Research Based Curriculums
The foundation of PPI curriculums is the most recent research about
brain chemistry, life skills education, risk and protective factors,
asset development, community service, and spirituality. Curriculums
incorporate research recommendations from numerous studies by
- National Institute on Drug Abuse's Prevention Principles which
recommends programs enhance protective factors; reduce risk
factors; target all forms of drug abuse including tobacco,
alcohol, marijuana, and inhalants; teach life skills; be
interactive; include a parent component and be age specific,
developmentally appropriate, culturally sensitive.
- National Institute on Alcoholism and Alcohol Abuse's
Prevention Principles which recommend that programs have
clarity of purpose; address resiliency factors and risk
factors; have clear "no drug" messages; teach skill
building and refusal skills; offer positive healthy
alternatives; include parental risk factors; and start
as early as possible offering role models and support
groups for specific high risk populations.

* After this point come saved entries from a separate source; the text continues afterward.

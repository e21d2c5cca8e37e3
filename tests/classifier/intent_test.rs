//! Weighted intent scoring against the built-in library.

use mailsift::classifier::{
    ConfidenceThresholds, IntentClassifier, MatchLocation, ThresholdReport,
};
use mailsift::patterns::CompiledLibrary;
use mailsift::types::Message;

fn library() -> CompiledLibrary {
    match CompiledLibrary::builtin() {
        Ok(library) => library,
        Err(err) => panic!("built-in library should compile: {err}"),
    }
}

fn message(subject: &str, body: &str) -> Message {
    Message::new("m1", "sender@example.com", None, body).with_subject(subject)
}

fn approx(a: f64, b: f64) -> bool {
    (a - b).abs() < 1e-9
}

#[test]
fn unmatched_message_yields_none_intent() {
    let library = library();
    let classifier = IntentClassifier::new(&library, ConfidenceThresholds::default(), 3);
    let result = classifier.classify(&message("Hi", "Hope you are well."));

    assert!(result.top_intent.is_none());
    assert_eq!(result.top_intent.intent, "none");
    assert!(approx(result.top_intent.confidence, 0.0));
    assert_eq!(result.intents.len(), 1);
    assert!(!result.thresholds.current_meets_minimum());
    assert!(result.accepted().is_none());
}

#[test]
fn matched_weights_sum_and_confidence_saturates() {
    let library = library();
    let classifier = IntentClassifier::new(&library, ConfidenceThresholds::default(), 3);
    let result = classifier.classify(&message(
        "Your bill",
        "Invoice attached. Payment due Friday, amount due $40.",
    ));

    assert_eq!(result.top_intent.intent, "finance.payment");
    assert!(approx(result.top_intent.score, 2.8));
    assert!(approx(result.top_intent.confidence, 1.0));
    assert_eq!(result.top_intent.matches.len(), 4);
    assert!(result.thresholds.current_is_high_confidence());
    assert_eq!(
        result.accepted().map(|s| s.intent.as_str()),
        Some("finance.payment")
    );
}

#[test]
fn intents_rank_by_score_and_truncate_to_top_n() {
    let library = library();
    let msg = message(
        "Flight and hotel",
        "Your flight to Lisbon and hotel reservation are booked.",
    );

    let ranked = IntentClassifier::new(&library, ConfidenceThresholds::default(), 3).classify(&msg);
    let ids: Vec<&str> = ranked.intents.iter().map(|s| s.intent.as_str()).collect();
    assert_eq!(ids, vec!["travel.hotel", "travel.flight"]);
    assert!(approx(ranked.intents[0].confidence, 0.65));
    assert!(approx(ranked.intents[1].confidence, 0.35));

    let top_one = IntentClassifier::new(&library, ConfidenceThresholds::default(), 1).classify(&msg);
    assert_eq!(top_one.intents.len(), 1);
    assert_eq!(top_one.top_intent.intent, "travel.hotel");
}

#[test]
fn equal_scores_order_by_intent_id() {
    let library = library();
    let result = IntentClassifier::new(&library, ConfidenceThresholds::default(), 3)
        .classify(&message("", "Someone liked your newsletter"));
    let ids: Vec<&str> = result.intents.iter().map(|s| s.intent.as_str()).collect();
    assert_eq!(ids, vec!["content.newsletter", "social.notification"]);
}

#[test]
fn pattern_scope_limits_where_a_pattern_can_match() {
    let library = library();
    let classifier = IntentClassifier::new(&library, ConfidenceThresholds::default(), 3);

    let misplaced = classifier.classify(&message("Shop now", "Great deals inside."));
    assert!(misplaced.top_intent.is_none());

    let placed = classifier.classify(&message("Deals", "Shop now and save."));
    assert_eq!(placed.top_intent.intent, "marketing.promotion");
    assert!(approx(placed.top_intent.score, 1.0));
    let locations: Vec<MatchLocation> = placed
        .top_intent
        .matches
        .iter()
        .map(|m| m.location)
        .collect();
    assert!(locations.contains(&MatchLocation::Body));
    assert!(locations.contains(&MatchLocation::Subject));
}

#[test]
fn a_pattern_counts_once_at_its_first_location() {
    let library = library();
    let result = IntentClassifier::new(&library, ConfidenceThresholds::default(), 3)
        .classify(&message("Hotel", "Your hotel is ready. The hotel lobby opens at 8."));
    assert_eq!(result.top_intent.intent, "travel.hotel");
    assert_eq!(result.top_intent.matches.len(), 1);
    assert_eq!(result.top_intent.matches[0].location, MatchLocation::Subject);
    assert!(approx(result.top_intent.score, 0.7));
}

#[test]
fn low_confidence_intent_is_reported_but_not_accepted() {
    let library = library();
    let result = IntentClassifier::new(&library, ConfidenceThresholds::default(), 3)
        .classify(&message("", "Follow the airport signage."));
    assert_eq!(result.top_intent.intent, "travel.flight");
    assert!(approx(result.top_intent.confidence, 0.2));
    assert!(!result.thresholds.current_meets_minimum());
    assert!(result.accepted().is_none());
}

#[test]
fn custom_thresholds_change_the_flags() {
    let library = library();
    let strict = ConfidenceThresholds {
        minimum: 0.7,
        high_confidence: 0.9,
    };
    let result = IntentClassifier::new(&library, strict, 3)
        .classify(&message("Flight and hotel", "Hotel reservation confirmed."));
    assert_eq!(result.top_intent.intent, "travel.hotel");
    assert!(approx(result.top_intent.confidence, 0.65));
    assert!(!result.thresholds.current_meets_minimum());
    assert!(approx(result.thresholds.minimum(), 0.7));
}

#[test]
fn threshold_flags_are_recomputed_on_deserialize() {
    let json = r#"{
        "confidence": 0.9,
        "minimum": 0.3,
        "highConfidence": 0.85,
        "currentMeetsMinimum": false,
        "currentIsHighConfidence": false
    }"#;
    let report: ThresholdReport = match serde_json::from_str(json) {
        Ok(report) => report,
        Err(err) => panic!("report should deserialize: {err}"),
    };
    assert!(report.current_meets_minimum());
    assert!(report.current_is_high_confidence());
    assert!(approx(report.confidence(), 0.9));
}

#[test]
fn threshold_report_serializes_camel_case() {
    let report = ThresholdReport::evaluate(ConfidenceThresholds::default(), 0.5);
    let value = match serde_json::to_value(report) {
        Ok(value) => value,
        Err(err) => panic!("report should serialize: {err}"),
    };
    assert_eq!(value["currentMeetsMinimum"], serde_json::json!(true));
    assert_eq!(value["currentIsHighConfidence"], serde_json::json!(false));
    assert_eq!(value["highConfidence"], serde_json::json!(0.85));
}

- Asset Development Research, which recommends that
programs build internal assets (such as caring,
self-esteem, sense of purpose, and positive view of life);
build external assets (family support, communication, empowerment);
and teach social competencies.
- Research on children of alcoholics/addicts (coa/a) which recommends
that programs reduce risk factors; teach communication skills, how to
make healthy friends and set boundaries; increase resiliency/protective
factors including teaching children that chemical dependency is a disease
affecting all members of the family -- their parents love them, but have
a disease that makes it difficult for them to express this love.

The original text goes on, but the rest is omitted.